As Wright's reporting showed, the nuclear negotiations in Vienna are going nowhere, as Iran marches across the nuclear threshold. And on the off chance Iran agrees to make some sort of deal with the administration, the deal will give Iran a lot of money, but it won't significantly stop its path to a nuclear arsenal. So the entire exercise is futile.
Moreover, according to McKenzie, Iran's nuclear weapons program is not even the most acute threat Iran poses to the U.S. and its allies. Iran's missile arsenal, which is the largest and the most diverse in the region, can overwhelm most missile defense systems. Its ballistic missiles are precise, powerful and capable of reaching targets as far away as India and southern Europe, not to mention all countries in the Middle East. Iran's proxies in Lebanon, Syria, Gaza and Yemen are fully integrated into Iran's war machine. They are well-armed and they operate at Iran's command.
McKenzie told Wright that Iran's nuclear sites are so well fortified, and its missile arsenal and proxy forces are so formidable, that were the U.S. to find itself in a war with Iran, it would take at least a year and massive losses—"We would be hurt badly"—before the U.S. would prevail.
So a nuclear deal is out, at least as a non-proliferation tool. War is a terrible option. And, according to a senior State Department official, the option of sanctions has "exhausted" itself.
The stakes for the U.S. are exceedingly high. While a hegemonic, nuclear-armed Iran is an existential danger to Israel, it also poses a massive threat to the U.S. The Iranian regime makes no effort to hide the fact that it hates and wishes to destroy the U.S., which it refers to as the "Great Satan" (Israel is the regime's "Little Satan"). A nuclear-armed Iran would pose a mortal threat to all U.S. military forces in the Middle East and Africa. And Iranian terror forces in Latin America pose threats to the U.S. mainland.
As Wright and her interlocutors noted, a nuclear-armed Iran would end all gains the U.S. has made over the past 75 years in preventing nuclear proliferation and arms races. Not only would Russia and China massively increase their nuclear arsenals. Saudi Arabia, Egypt, Turkey and other regional states would follow Iran in developing or purchasing nuclear arsenals of their own. And, following hot on the heels of America's humiliating retreat from Afghanistan, a nuclear-armed Iran would destroy the vestiges of U.S. superpower credibility in the region and the world.
Given the danger a nuclear-armed Iran represents for U.S. national security and America's global position and interests, it behooves the administration to consider new policy options now that its nuclear diplomacy has failed. Two, in particular, deserve serious consideration. One has the advantage of a track record of success, and the other has no track record because no one has ever tried it.

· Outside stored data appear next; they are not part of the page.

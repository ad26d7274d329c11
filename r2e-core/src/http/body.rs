//! Request/response body re-exports from Axum.

pub use axum::body::Body;
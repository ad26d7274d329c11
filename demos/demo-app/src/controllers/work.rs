use std::sync::{Arc, Mutex};

use r2e::prelude::*;

use crate::state::AppState;

/// A scoped resource that records its own lifecycle into the shared work
/// log, so tests can assert exactly one `enter` and one `exit` per request
/// regardless of whether the handler succeeds or fails.
pub struct WorkResource {
    log: Arc<Mutex<Vec<String>>>,
}

impl ManagedResource<AppState> for WorkResource {
    type Error = ManagedError;

    async fn acquire(state: &AppState) -> Result<Self, Self::Error> {
        state.work_log.lock().unwrap().push("enter".to_string());
        Ok(WorkResource {
            log: state.work_log.clone(),
        })
    }

    async fn release(self, _success: bool) -> Result<(), Self::Error> {
        self.log.lock().unwrap().push("exit".to_string());
        Ok(())
    }
}

#[derive(Controller)]
#[controller(path = "/work", state = AppState)]
pub struct WorkController;

#[routes]
impl WorkController {
    /// Always fails after acquiring the resource, so `release` still runs
    /// and the resource's exit is recorded even on the error path.
    #[get("/")]
    async fn work(&self, #[managed] _res: &mut WorkResource) -> Result<&'static str, ManagedError> {
        Err(ManagedError(AppError::Conflict("work item already claimed".into())))
    }
}
use axum::http::StatusCode;
use axum::response::IntoResponse;
use http_body_util::BodyExt;
use r2e_core::error::{AppError, InvalidParamDetail, ParamLocation, ProblemDetail};

async fn error_parts(err: AppError) -> (StatusCode, serde_json::Value) {
    let resp = err.into_response();
    let status = resp.status();
    let body = resp.into_body().collect().await.unwrap().to_bytes();
    let json: serde_json::Value = serde_json::from_slice(&body).unwrap();
    (status, json)
}

#[tokio::test]
async fn app_error_not_found_status() {
    let (status, body) = error_parts(AppError::NotFound("resource missing".into())).await;
    assert_eq!(status, StatusCode::NOT_FOUND);
    assert_eq!(body["type"], "not-found");
    assert_eq!(body["detail"], "resource missing");
}

#[tokio::test]
async fn app_error_unauthorized_status() {
    let (status, body) = error_parts(AppError::Unauthorized("no token".into())).await;
    assert_eq!(status, StatusCode::UNAUTHORIZED);
    assert_eq!(body["type"], "unauthorized");
}

#[tokio::test]
async fn app_error_forbidden_status() {
    let (status, body) = error_parts(AppError::Forbidden("access denied".into())).await;
    assert_eq!(status, StatusCode::FORBIDDEN);
    assert_eq!(body["detail"], "access denied");
}

#[tokio::test]
async fn app_error_internal_status() {
    let (status, body) = error_parts(AppError::Internal("server broke".into())).await;
    assert_eq!(status, StatusCode::INTERNAL_SERVER_ERROR);
    assert_eq!(body["type"], "internal");
}

#[tokio::test]
async fn app_error_conflict_gone_unprocessable() {
    let (status, _) = error_parts(AppError::Conflict("already exists".into())).await;
    assert_eq!(status, StatusCode::CONFLICT);
    let (status, _) = error_parts(AppError::Gone("archived".into())).await;
    assert_eq!(status, StatusCode::GONE);
    let (status, _) = error_parts(AppError::UnprocessableEntity("bad state".into())).await;
    assert_eq!(status, StatusCode::UNPROCESSABLE_ENTITY);
}

#[tokio::test]
async fn app_error_too_many_requests_and_timeout() {
    let (status, _) = error_parts(AppError::TooManyRequests("slow down".into())).await;
    assert_eq!(status, StatusCode::TOO_MANY_REQUESTS);
    let (status, _) = error_parts(AppError::Timeout("upstream hung".into())).await;
    assert_eq!(status, StatusCode::GATEWAY_TIMEOUT);
}

#[tokio::test]
async fn app_error_custom_status_and_body() {
    let problem = ProblemDetail::new("teapot", "I'm a teapot", StatusCode::IM_A_TEAPOT)
        .with_detail("short and stout");
    let (status, body) = error_parts(AppError::Custom(problem)).await;
    assert_eq!(status, StatusCode::IM_A_TEAPOT);
    assert_eq!(body["type"], "teapot");
    assert_eq!(body["detail"], "short and stout");
}

#[tokio::test]
async fn app_error_method_not_allowed_lists_allow_header() {
    let err = AppError::MethodNotAllowed {
        detail: "only GET and POST are supported".into(),
        allowed: vec!["GET".into(), "POST".into()],
    };
    let resp = err.into_response();
    assert_eq!(resp.status(), StatusCode::METHOD_NOT_ALLOWED);
    assert_eq!(resp.headers().get("allow").unwrap(), "GET, POST");
}

#[tokio::test]
async fn app_error_invalid_request_errors_lists_every_param() {
    let entries = vec![
        InvalidParamDetail::missing(ParamLocation::Query, "page"),
        InvalidParamDetail::invalid(ParamLocation::Body, "email", "not a valid address"),
    ];
    let (status, body) = error_parts(AppError::InvalidRequestErrors(entries)).await;
    assert_eq!(status, StatusCode::UNPROCESSABLE_ENTITY);
    let errors = body["errors"].as_array().unwrap();
    assert_eq!(errors.len(), 2);
    assert_eq!(errors[0]["location"], "query");
    assert_eq!(errors[1]["location"], "body");
}

#[tokio::test]
async fn problem_json_content_type_is_set() {
    let resp = AppError::NotFound("x".into()).into_response();
    let content_type = resp.headers().get(axum::http::header::CONTENT_TYPE).unwrap();
    assert_eq!(content_type, "application/problem+json");
}

#[test]
fn app_error_display_formatting() {
    assert_eq!(AppError::NotFound("x".into()).to_string(), "Not found: x");
    assert_eq!(AppError::Unauthorized("y".into()).to_string(), "Unauthorized: y");
    assert_eq!(AppError::Forbidden("z".into()).to_string(), "Forbidden: z");
}

#[test]
fn app_error_from_io_error() {
    let io_err = std::io::Error::new(std::io::ErrorKind::NotFound, "file missing");
    let app_err: AppError = io_err.into();
    match app_err {
        AppError::Internal(msg) => assert!(msg.contains("file missing")),
        other => panic!("expected Internal, got {other}"),
    }
}
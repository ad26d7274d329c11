use super::{ConfigError, R2eConfig};

/// Metadata about a single configuration property.
#[derive(Debug, Clone)]
pub struct PropertyMeta {
    /// Relative key (e.g., `"pool_size"`).
    pub key: String,
    /// Absolute key (e.g., `"app.database.pool_size"`).
    pub full_key: String,
    /// Rust type name (e.g., `"i64"`).
    pub type_name: &'static str,
    /// Whether the property is required (no default and not `Option`).
    pub required: bool,
    /// Default value as a string, if any.
    pub default_value: Option<String>,
    /// Description from doc comments.
    pub description: Option<String>,
    /// Explicit `#[config(env = "...")]` override, if any.
    pub env_var: Option<String>,
    /// Whether this property is itself a nested `ConfigProperties` section.
    pub is_section: bool,
}

/// Trait for strongly-typed configuration sections.
///
/// Implement via `#[derive(ConfigProperties)]`:
///
/// ```ignore
/// #[derive(ConfigProperties, Clone, Debug)]
/// #[config(prefix = "app.database")]
/// pub struct DatabaseConfig {
///     /// Database connection URL
///     pub url: String,
///
///     /// Connection pool size (default: 10)
///     #[config(default = 10)]
///     pub pool_size: i64,
///
///     /// Optional connection timeout in seconds
///     pub timeout: Option<i64>,
/// }
/// ```
pub trait ConfigProperties: Sized {
    /// The configuration key prefix (e.g., `"app.database"`).
    fn prefix() -> &'static str;

    /// Metadata about all expected properties.
    fn properties_metadata() -> Vec<PropertyMeta>;

    /// Construct from an `R2eConfig` instance, reading keys under an
    /// explicit prefix rather than [`Self::prefix`].
    ///
    /// Used for nested `#[config(section)]` fields, which need to read
    /// under their parent's prefix joined with their own field name rather
    /// than their own standalone `#[config(prefix = "...")]`. Always
    /// generated by `#[derive(ConfigProperties)]` — never written by hand.
    fn from_config_prefixed(config: &R2eConfig, prefix: &str) -> Result<Self, ConfigError>;

    /// Construct from an `R2eConfig` instance, reading keys under [`Self::prefix`].
    fn from_config(config: &R2eConfig) -> Result<Self, ConfigError> {
        Self::from_config_prefixed(config, Self::prefix())
    }
}
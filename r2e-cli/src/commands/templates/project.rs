use super::super::new_project::ProjectOptions;

pub fn cargo_toml(opts: &ProjectOptions) -> String {
    let mut r2e_features = Vec::new();
    if opts.ws {
        r2e_features.push("ws");
    }
    if opts.multipart {
        r2e_features.push("multipart");
    }
    if opts.validation {
        r2e_features.push("validation");
    }

    let features_str = if r2e_features.is_empty() {
        String::new()
    } else {
        format!(
            ", features = [{}]",
            r2e_features
                .iter()
                .map(|f| format!("\"{}\"", f))
                .collect::<Vec<_>>()
                .join(", ")
        )
    };

    let name = &opts.name;

    format!(
        r#"[package]
name = "{name}"
version = "0.1.0"
edition = "2021"

[dependencies]
r2e = {{ version = "0.1"{features_str} }}
tokio = {{ version = "1", features = ["full"] }}
serde = {{ version = "1", features = ["derive"] }}
serde_json = "1"
tracing = "0.1"
tracing-subscriber = {{ version = "0.3", features = ["env-filter"] }}
"#
    )
}

pub fn main_rs(_opts: &ProjectOptions) -> String {
    r#"use r2e::prelude::*;
use r2e::plugins::{Health, Tracing};

mod controllers;
mod state;

use controllers::hello::HelloController;
use state::AppState;

#[r2e::main]
async fn main() {
    AppBuilder::new()
        .build_state::<AppState, _, _>()
        .await
        .with(Health)
        .with(Tracing)
        .register_controller::<HelloController>()
        .serve("0.0.0.0:8080")
        .await
        .unwrap();
}
"#
    .to_string()
}

pub fn state_rs(_opts: &ProjectOptions) -> String {
    r#"use r2e::prelude::*;

#[derive(Clone, BeanState)]
pub struct AppState {}
"#
    .to_string()
}

pub fn application_yaml(opts: &ProjectOptions) -> String {
    let name = &opts.name;
    format!(
        r#"app:
  name: "{name}"
  port: 8080
"#
    )
}

pub fn hello_controller() -> &'static str {
    r#"use crate::state::AppState;
use r2e::prelude::*;

#[derive(Controller)]
#[controller(path = "/", state = AppState)]
pub struct HelloController;

#[routes]
impl HelloController {
    #[get("/")]
    async fn hello(&self) -> &'static str {
        "Hello, World!"
    }
}
"#
}
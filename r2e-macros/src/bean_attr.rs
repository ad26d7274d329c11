use proc_macro::TokenStream;
use proc_macro2::TokenStream as TokenStream2;
use quote::quote;
use syn::{parse_macro_input, FnArg, ImplItem, ItemImpl, ReturnType, Type};

use crate::crate_path::r2e_core_path;
use crate::type_list_gen::build_tcons_type;

pub fn expand(input: TokenStream) -> TokenStream {
    let item_impl = parse_macro_input!(input as ItemImpl);
    match generate(&item_impl) {
        Ok(bean_impl) => {
            // Emit the original impl with #[config] attrs stripped from constructor params
            let cleaned_impl = strip_config_attrs_from_constructor(&item_impl);
            let output = quote! {
                #cleaned_impl
                #bean_impl
            };
            output.into()
        }
        Err(err) => err.to_compile_error().into(),
    }
}

fn generate(item_impl: &ItemImpl) -> syn::Result<TokenStream2> {
    // Extract the Self type from the impl block.
    let self_ty = &item_impl.self_ty;

    // Find the constructor: a method that returns Self and has no self receiver.
    let (constructor, is_async) = find_constructor(item_impl)?;

    // Extract parameter types and generate dependency list + build args.
    let mut dep_type_ids = Vec::new();
    let mut dep_types: Vec<TokenStream2> = Vec::new();
    let mut build_args = Vec::new();
    let mut config_key_entries = Vec::new();
    let mut has_config = false;

    let fn_name = &constructor.sig.ident;
    let type_name_str = quote!(#self_ty).to_string();

    for (i, arg) in constructor.sig.inputs.iter().enumerate() {
        match arg {
            FnArg::Receiver(_) => {
                return Err(syn::Error::new_spanned(
                    arg,
                    "#[bean] constructor must be a static associated function (no `self` parameter):\n\
                     \n  fn new(dep: MyDependency) -> Self {\n      Self { dep }\n  }",
                ));
            }
            FnArg::Typed(pat_type) => {
                let ty = &*pat_type.ty;
                let arg_name = syn::Ident::new(&format!("__arg_{}", i), proc_macro2::Span::call_site());

                // Check for #[config("key")] attribute
                let config_attr = pat_type.attrs.iter().find(|a| a.path().is_ident("config"));

                if let Some(attr) = config_attr {
                    let key: syn::LitStr = attr.parse_args()?;
                    let key_str = key.value();
                    let env_hint = key_str.replace('.', "_").to_uppercase();
                    let ty_name_str = quote!(#ty).to_string();
                    config_key_entries.push(quote! { (#key_str, #ty_name_str) });
                    build_args.push(quote! {
                        let #arg_name: #ty = __r2e_config.get::<#ty>(#key_str).unwrap_or_else(|_| {
                            panic!(
                                "Configuration error in bean `{}`: key '{}' — Config key not found. \
                                 Add it to application.yaml or set env var `{}`.",
                                #type_name_str, #key_str, #env_hint
                            )
                        });
                    });
                    has_config = true;
                } else {
                    dep_type_ids.push(quote! { (std::any::TypeId::of::<#ty>(), std::any::type_name::<#ty>()) });
                    dep_types.push(quote! { #ty });
                    build_args.push(quote! { let #arg_name: #ty = ctx.get::<#ty>(); });
                }
            }
        }
    }

    // If any #[config] params, add R2eConfig to the dependency list once
    if has_config {
        let krate = r2e_core_path();
        dep_type_ids.push(
            quote! { (std::any::TypeId::of::<#krate::config::R2eConfig>(), std::any::type_name::<#krate::config::R2eConfig>()) },
        );
        dep_types.push(quote! { #krate::config::R2eConfig });
    }

    let arg_forwards: Vec<_> = (0..build_args.len())
        .map(|i| {
            let arg_name = syn::Ident::new(&format!("__arg_{}", i), proc_macro2::Span::call_site());
            quote! { #arg_name }
        })
        .collect();

    let krate = r2e_core_path();
    let deps_type = build_tcons_type(&dep_types, &krate);

    // Extract R2eConfig once if any #[config] params are present
    let config_prelude = if has_config {
        quote! { let __r2e_config: #krate::config::R2eConfig = ctx.get::<#krate::config::R2eConfig>(); }
    } else {
        quote! {}
    };

    let config_keys_fn = if config_key_entries.is_empty() {
        quote! {}
    } else {
        quote! {
            fn config_keys() -> Vec<(&'static str, &'static str)> {
                vec![#(#config_key_entries),*]
            }
        }
    };

    if is_async {
        // Generate AsyncBean impl
        Ok(quote! {
            impl #krate::beans::AsyncBean for #self_ty {
                type Deps = #deps_type;

                fn dependencies() -> Vec<(std::any::TypeId, &'static str)> {
                    vec![#(#dep_type_ids),*]
                }

                #config_keys_fn

                async fn build(ctx: &#krate::beans::BeanContext) -> Self {
                    #config_prelude
                    #(#build_args)*
                    Self::#fn_name(#(#arg_forwards),*).await
                }
            }
        })
    } else {
        // Generate Bean impl (unchanged behavior)
        Ok(quote! {
            impl #krate::beans::Bean for #self_ty {
                type Deps = #deps_type;

                fn dependencies() -> Vec<(std::any::TypeId, &'static str)> {
                    vec![#(#dep_type_ids),*]
                }

                #config_keys_fn

                fn build(ctx: &#krate::beans::BeanContext) -> Self {
                    #config_prelude
                    #(#build_args)*
                    Self::#fn_name(#(#arg_forwards),*)
                }
            }
        })
    }
}

/// Find the constructor method in the impl block.
///
/// The constructor is the first associated function (no `self` receiver)
/// whose return type is `Self` or matches the impl type name.
/// Returns the method and whether it is async.
fn find_constructor(item_impl: &ItemImpl) -> syn::Result<(&syn::ImplItemFn, bool)> {
    for item in &item_impl.items {
        if let ImplItem::Fn(method) = item {
            // Skip methods with a self receiver.
            if method.sig.inputs.iter().any(|arg| matches!(arg, FnArg::Receiver(_))) {
                continue;
            }

            // Check return type is Self or the type name.
            if returns_self(&method.sig.output, &item_impl.self_ty) {
                let is_async = method.sig.asyncness.is_some();
                return Ok((method, is_async));
            }
        }
    }

    Err(syn::Error::new_spanned(
        &item_impl.self_ty,
        "#[bean] requires a constructor — a static method returning Self:\n\
         \n  #[bean]\n  impl MyService {\n      fn new(dep: OtherService) -> Self {\n          Self { dep }\n      }\n  }",
    ))
}

/// Check if a return type is `Self` or matches the impl type.
fn returns_self(ret: &ReturnType, self_ty: &Type) -> bool {
    match ret {
        ReturnType::Default => false,
        ReturnType::Type(_, ty) => {
            // Check for `-> Self`
            if let Type::Path(tp) = ty.as_ref() {
                if tp.path.is_ident("Self") {
                    return true;
                }
                // Check if it matches the type name (e.g., `-> UserService`)
                if let Type::Path(self_tp) = self_ty {
                    if tp.path.segments.last().map(|s| &s.ident)
                        == self_tp.path.segments.last().map(|s| &s.ident)
                    {
                        return true;
                    }
                }
            }
            false
        }
    }
}

/// Strip `#[config(...)]` attributes from the constructor parameters in the emitted impl block.
fn strip_config_attrs_from_constructor(item_impl: &ItemImpl) -> TokenStream2 {
    let mut items: Vec<TokenStream2> = Vec::new();

    for item in &item_impl.items {
        if let ImplItem::Fn(method) = item {
            // Check if this is the constructor (no self, returns Self)
            let is_constructor = !method.sig.inputs.iter().any(|arg| matches!(arg, FnArg::Receiver(_)))
                && returns_self(&method.sig.output, &item_impl.self_ty);

            if is_constructor {
                // Rebuild the function with #[config] attrs stripped from params
                let vis = &method.vis;
                let sig_ident = &method.sig.ident;
                let sig_asyncness = &method.sig.asyncness;
                let sig_output = &method.sig.output;
                let body = &method.block;
                let attrs = &method.attrs;

                let clean_params: Vec<TokenStream2> = method.sig.inputs.iter().map(|arg| {
                    match arg {
                        FnArg::Receiver(r) => quote! { #r },
                        FnArg::Typed(pt) => {
                            let non_config_attrs: Vec<_> = pt.attrs.iter()
                                .filter(|a| !a.path().is_ident("config"))
                                .collect();
                            let pat = &pt.pat;
                            let ty = &pt.ty;
                            quote! { #(#non_config_attrs)* #pat: #ty }
                        }
                    }
                }).collect();

                items.push(quote! {
                    #(#attrs)*
                    #vis #sig_asyncness fn #sig_ident(#(#clean_params),*) #sig_output #body
                });
            } else {
                items.push(quote! { #method });
            }
        } else {
            items.push(quote! { #item });
        }
    }

    let self_ty = &item_impl.self_ty;
    let (impl_generics, _, where_clause) = item_impl.generics.split_for_impl();
    let attrs = &item_impl.attrs;

    quote! {
        #(#attrs)*
        impl #impl_generics #self_ty #where_clause {
            #(#items)*
        }
    }
}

Option one is sabotage of Iran's nuclear sites. A frequent comment from Americans tired of the Middle East is that since they have been reading the same doomsday predictions about Iran's imminent acquisition of nuclear weapons for nearly 20 years, the danger must be fabricated. These commentors fail to recognize that there is a reason Iran hasn't become a nuclear power yet despite the doomsday predictions.
All the mysterious explosions in centrifuge assembly lines, enrichment sites and research facilities, and all the nuclear scientists killed in car accidents, were not coincidental. They were part of a deliberate strategy led by Israel to slow Iran's nuclear advances. And that strategy has been successful.
Over the past month, reports have emerged—including Wright's article—that the Biden administration has demanded Israel stop its sabotage operations inside Iran, claiming the operations undermine the negotiations in Vienna. But now that even the U.S. acknowledges Iranian President Ebrahim Raisi and his team are uninterested in a deal, Biden and his team ought to reconsider their opposition to Israel's independent actions.
This brings us to the second option, which no U.S. administration has ever tried. It's called Iranian freedom. Iranians have been protesting by the tens, hundreds, thousands, hundreds of thousands and millions, demanding the overthrow of the regime since the student protests in the late 1990s (at the latest).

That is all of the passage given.